婚禮上,我獸人身份被曝光,眾人恐懼的看著我。
未婚夫當即與我退婚,轉身娶了白月光林嬌嬌。
被眾人唾罵時,是竹馬魏承景為我披上衣服,遮住我頭頂的兔耳,帶我離開。
他說他不在乎我兔女的身份,隻想一輩子照顧我。
我含淚伸手,戴上了他的求婚戒指。
可婚後,我每每懷孕都很快就會流產,為止我一直很自責。
明明我是易孕多子的兔女,卻遲遲沒有為魏承景孕育子嗣。
直到我聽到他和林嬌嬌打電話:
“你放心,我不會讓溫雨生下孩子的,她每次懷孕之後,我都會給她吃流產的藥。”
“等她這次流產恢複好了,我就把她子宮換給你。”
“兔女好孕,我一定會讓你擁有自己的孩子。”
我眼角劃過一滴淚。
這些年,嫁給魏承景,我以為是幸福的開始,沒有想到是一腳踏入地獄。
既然如此,那我離開。
......
“承景哥哥,謝謝你,但你這樣會不會對溫雨不公平?畢竟她才是你的妻子。”
魏承景溫柔的聲音響起:“嬌嬌,我娶溫雨都是為了你。”
“當初薑澤明和你求婚告白,我擔心溫雨搞破壞,所以才和她求婚。”
“嬌嬌,隻要你幸福,我願意為你做一切事情!”
“你放心,我已經準備好了藥,隻要溫雨吃下三顆,子宮就會鬆動,到時候我再安排手術,這樣我就能把溫雨的子宮換給你。”
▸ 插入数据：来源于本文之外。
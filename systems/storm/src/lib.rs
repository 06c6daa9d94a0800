#![deny(
    unsafe_code,
    missing_docs,
    dead_code,
    unused_results,
    non_snake_case,
    unreachable_pub
)]

//! Shrinking safe-zone controller driving the storm endgame.
//!
//! The controller walks `Inactive -> Active -> FinalCountdown -> Ended`. While
//! active the safe-zone radius decays linearly by a fixed amount per frame;
//! once it reaches the final radius a fixed countdown runs on the level clock.
//! Ending the countdown arms a one-shot completion signal that the level
//! consumes with [`StormController::take_completion`]. The controller never
//! mutates the player: [`StormController::check_boundary`] only reports the
//! damage owed for the frame.

use std::time::Duration;

use district_siege_core::StormEndReason;
use glam::Vec3;

/// How boundary damage relates to frame timing.
#[derive(Clone, Copy, Debug, PartialEq, Eq, Hash, Default)]
pub enum DamageScaling {
    /// Fixed quantum per frame assuming the nominal tick rate.
    #[default]
    PerFrame,
    /// Damage scaled by the frame's elapsed time.
    Elapsed,
}

/// Tuning of the storm's geometry, pacing and damage.
#[derive(Clone, Copy, Debug, PartialEq)]
pub struct Config {
    /// Safe-zone radius when the storm starts.
    pub initial_radius: f32,
    /// Radius at which the final countdown begins.
    pub final_radius: f32,
    /// Nominal seconds to shrink from initial to final radius before the speed factor.
    pub shrink_duration_seconds: f32,
    /// Multiplier applied to the per-frame shrink.
    pub speed_factor: f32,
    /// Frame rate the per-frame quantities assume.
    pub tick_rate: f32,
    /// Damage owed per second spent outside the safe zone.
    pub damage_per_second: f32,
    /// Length of the terminal countdown.
    pub countdown: Duration,
    /// How boundary damage relates to frame timing.
    pub damage_scaling: DamageScaling,
}

impl Default for Config {
    fn default() -> Self {
        Self {
            initial_radius: 100.0,
            final_radius: 15.0,
            shrink_duration_seconds: 30.0,
            speed_factor: 1.5,
            tick_rate: 60.0,
            damage_per_second: 15.0,
            countdown: Duration::from_millis(7_000),
            damage_scaling: DamageScaling::PerFrame,
        }
    }
}

impl Config {
    /// Radius lost per frame before the speed factor is applied.
    #[must_use]
    pub fn shrink_rate(&self) -> f32 {
        let frames = self.shrink_duration_seconds * self.tick_rate;
        if frames <= 0.0 {
            return self.initial_radius - self.final_radius;
        }
        (self.initial_radius - self.final_radius) / frames
    }
}

/// Lifecycle of the storm.
#[derive(Clone, Copy, Debug, PartialEq, Eq, Hash)]
pub enum StormState {
    /// The storm has not started.
    Inactive,
    /// The safe zone is shrinking.
    Active,
    /// The final radius was reached; the countdown is running.
    FinalCountdown,
    /// The storm is over.
    Ended(StormEndReason),
}

/// Notable changes produced by a storm update.
#[derive(Clone, Copy, Debug, PartialEq, Eq, Hash)]
pub enum StormSignal {
    /// The radius reached its floor and the countdown started.
    FinalCountdownStarted,
    /// The whole seconds left in the countdown changed.
    Countdown {
        /// Seconds remaining, rounded up.
        remaining_seconds: u32,
    },
    /// The countdown ran out.
    Ended,
}

/// State machine owning the storm geometry.
#[derive(Clone, Debug)]
pub struct StormController {
    config: Config,
    state: StormState,
    center: Vec3,
    radius: f32,
    countdown_started: Option<Duration>,
    remaining_seconds: Option<u32>,
    completion_pending: bool,
}

impl StormController {
    /// Creates an inactive storm.
    #[must_use]
    pub fn new(config: Config) -> Self {
        Self {
            config,
            state: StormState::Inactive,
            center: Vec3::ZERO,
            radius: config.initial_radius,
            countdown_started: None,
            remaining_seconds: None,
            completion_pending: false,
        }
    }

    /// Current lifecycle state.
    #[must_use]
    pub const fn state(&self) -> StormState {
        self.state
    }

    /// Reports whether the storm is shrinking or counting down.
    #[must_use]
    pub const fn is_running(&self) -> bool {
        matches!(self.state, StormState::Active | StormState::FinalCountdown)
    }

    /// Center of the safe zone.
    #[must_use]
    pub const fn center(&self) -> Vec3 {
        self.center
    }

    /// Current safe-zone radius.
    #[must_use]
    pub const fn radius(&self) -> f32 {
        self.radius
    }

    /// Seconds left in the final countdown, once it started.
    #[must_use]
    pub const fn remaining_seconds(&self) -> Option<u32> {
        self.remaining_seconds
    }

    /// Starts shrinking around `center`; returns `false` unless the storm was inactive.
    pub fn start(&mut self, center: Vec3) -> bool {
        if self.state != StormState::Inactive {
            return false;
        }

        self.state = StormState::Active;
        self.center = center;
        self.radius = self.config.initial_radius;
        true
    }

    /// Advances the storm by one frame ending at `now` on the level clock.
    pub fn update(&mut self, now: Duration, out: &mut Vec<StormSignal>) {
        match self.state {
            StormState::Active => {
                self.radius -= self.config.shrink_rate() * self.config.speed_factor;
                if self.radius <= self.config.final_radius {
                    self.state = StormState::FinalCountdown;
                    self.countdown_started = Some(now);
                    out.push(StormSignal::FinalCountdownStarted);
                    self.advance_countdown(now, out);
                }
            }
            StormState::FinalCountdown => self.advance_countdown(now, out),
            StormState::Inactive | StormState::Ended(_) => {}
        }
    }

    /// Damage owed this frame by a player standing at `position`.
    ///
    /// Standing exactly on the boundary is safe.
    #[must_use]
    pub fn check_boundary(&self, position: Vec3, dt: Duration) -> f32 {
        if !self.is_running() {
            return 0.0;
        }

        if position.distance(self.center) <= self.radius {
            return 0.0;
        }

        match self.config.damage_scaling {
            DamageScaling::PerFrame => self.config.damage_per_second / self.config.tick_rate,
            DamageScaling::Elapsed => self.config.damage_per_second * dt.as_secs_f32(),
        }
    }

    /// Ends a running storm immediately without arming the completion signal.
    pub fn stop(&mut self) -> bool {
        if !self.is_running() {
            return false;
        }

        self.state = StormState::Ended(StormEndReason::Aborted);
        self.completion_pending = false;
        true
    }

    /// Consumes the completion signal armed when the countdown ran out.
    pub fn take_completion(&mut self) -> bool {
        std::mem::replace(&mut self.completion_pending, false)
    }

    fn advance_countdown(&mut self, now: Duration, out: &mut Vec<StormSignal>) {
        let Some(started) = self.countdown_started else {
            return;
        };

        let elapsed = now.saturating_sub(started);
        let left = self.config.countdown.saturating_sub(elapsed);
        let remaining = u32::try_from(left.as_millis().div_ceil(1_000)).unwrap_or(u32::MAX);

        if self.remaining_seconds != Some(remaining) {
            self.remaining_seconds = Some(remaining);
            out.push(StormSignal::Countdown {
                remaining_seconds: remaining,
            });
        }

        if remaining == 0 {
            self.state = StormState::Ended(StormEndReason::Elapsed);
            self.completion_pending = true;
            out.push(StormSignal::Ended);
        }
    }
}

#[cfg(test)]
mod tests {
    use super::*;

    #[test]
    fn default_shrink_rate_matches_thirty_second_schedule() {
        let config = Config::default();
        let expected = 85.0 / 1_800.0;
        assert!((config.shrink_rate() - expected).abs() < 1e-6);
    }

    #[test]
    fn zero_duration_collapses_in_one_frame() {
        let config = Config {
            shrink_duration_seconds: 0.0,
            speed_factor: 1.0,
            ..Config::default()
        };
        let mut storm = StormController::new(config);
        assert!(storm.start(Vec3::ZERO));

        let mut signals = Vec::new();
        storm.update(Duration::from_millis(16), &mut signals);
        assert_eq!(storm.state(), StormState::FinalCountdown);
    }

    #[test]
    fn inactive_storm_deals_no_damage() {
        let storm = StormController::new(Config::default());
        let far = Vec3::new(500.0, 0.0, 0.0);
        assert_eq!(storm.check_boundary(far, Duration::from_millis(16)), 0.0);
    }
}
“這些年,我一直對溫雨溫柔耐心的演戲,就是為了讓她全心全意信任我。”
“隻有這樣,她才不會去跟你搶。”
我渾身僵硬站在門口。
冰窖的寒,順著腳踝一路向上攀爬。
我默默退回房間,用被子捂住自己頭,淚水大顆大顆滾下。
仿佛回到了三年前的婚禮。
三年前,林嬌嬌給我遞來一杯下藥的牛奶,讓我在婚禮上顯出原型,露出兔子長長的耳朵。
當今社會,獸人和人類共存,但大部分人類依舊憎惡獸人。
我被眾人仇視,無數瓶子雜物砸得我頭破血流。
眼睜睜看著薑澤明單膝下跪和林嬌嬌求婚,兩個人抱著喜極而泣。
我最孤立無援的時刻,是魏承景出現拯救了我,他用西裝外套蓋在我頭上,遮住我的耳朵,帶我離開。
那時我以為是真愛,可現在才知道。
沒有一絲真情,全是算計。
想來,魏承景是醫生,除了他,林嬌嬌怎麼可能得到藥?
突然門被打開,魏承景掀開被子連外衣都沒有脫,就直接鑽了進來。
帶著一股寒意,讓我不自覺戰栗。
發現我在哭,魏承景有些不耐煩開口:
“你又在哭什麼?”
“我上班已經很累了,你能不能讓我省點心?”
以前從來沒有在意過的細節浮現在眼前。
我們結婚沒多久,魏承景每次從外麵進屋都會離屋內的林嬌嬌遠遠的。
那時我還以為他是知道結婚後,和其他女人要有距離,還暗自甜蜜。
可現在我才想明白,魏承景是怕外麵的寒意過給林嬌嬌,凍到她了。
原來愛與不愛,真的如此清晰。
我嘴角勾起一抹嘲諷的笑容,淡淡開口:“我沒事。”
魏承景原本還想發火,突然想到了什麼,硬生生忍了下去,虛情假意地安慰道:
“溫雨,我們以後一定會還有其他孩子的。”
“就算沒有也沒有關係,我愛你,隻要我們兩個人好好過日子就好。”
如果是以前,我聽到這些話肯定會很高興。
但他話鋒一轉:
“我又研究了一種新藥,隻要吃下三顆,一定會懷上的。”
我看著拳頭大的藥碗,哀求地看著魏承景:“我不想吃。”
可魏承景臉色瞬間變的不耐煩,沒有絲毫掩飾,語氣強硬:“溫雨,為了我們的孩子,必須吃。”
說著將拳頭大的藥丸遞到我麵前,看著我吞下。
藥丸太大,我一口咽不下去,幾次想要嘔吐出去,可魏承景緊緊捂著我的嘴,用力捶打我的胸口。
好不容易吞下藥丸,我的肚子立刻絞痛起來。
仿佛有一隻手在不斷拉扯我的內臟,又像是被針仿佛紮。
我被痛的痙攣,額頭上大顆大顆的汗珠落下。
好痛,
好痛——
痛到我這輩子都不要再愛魏承景了。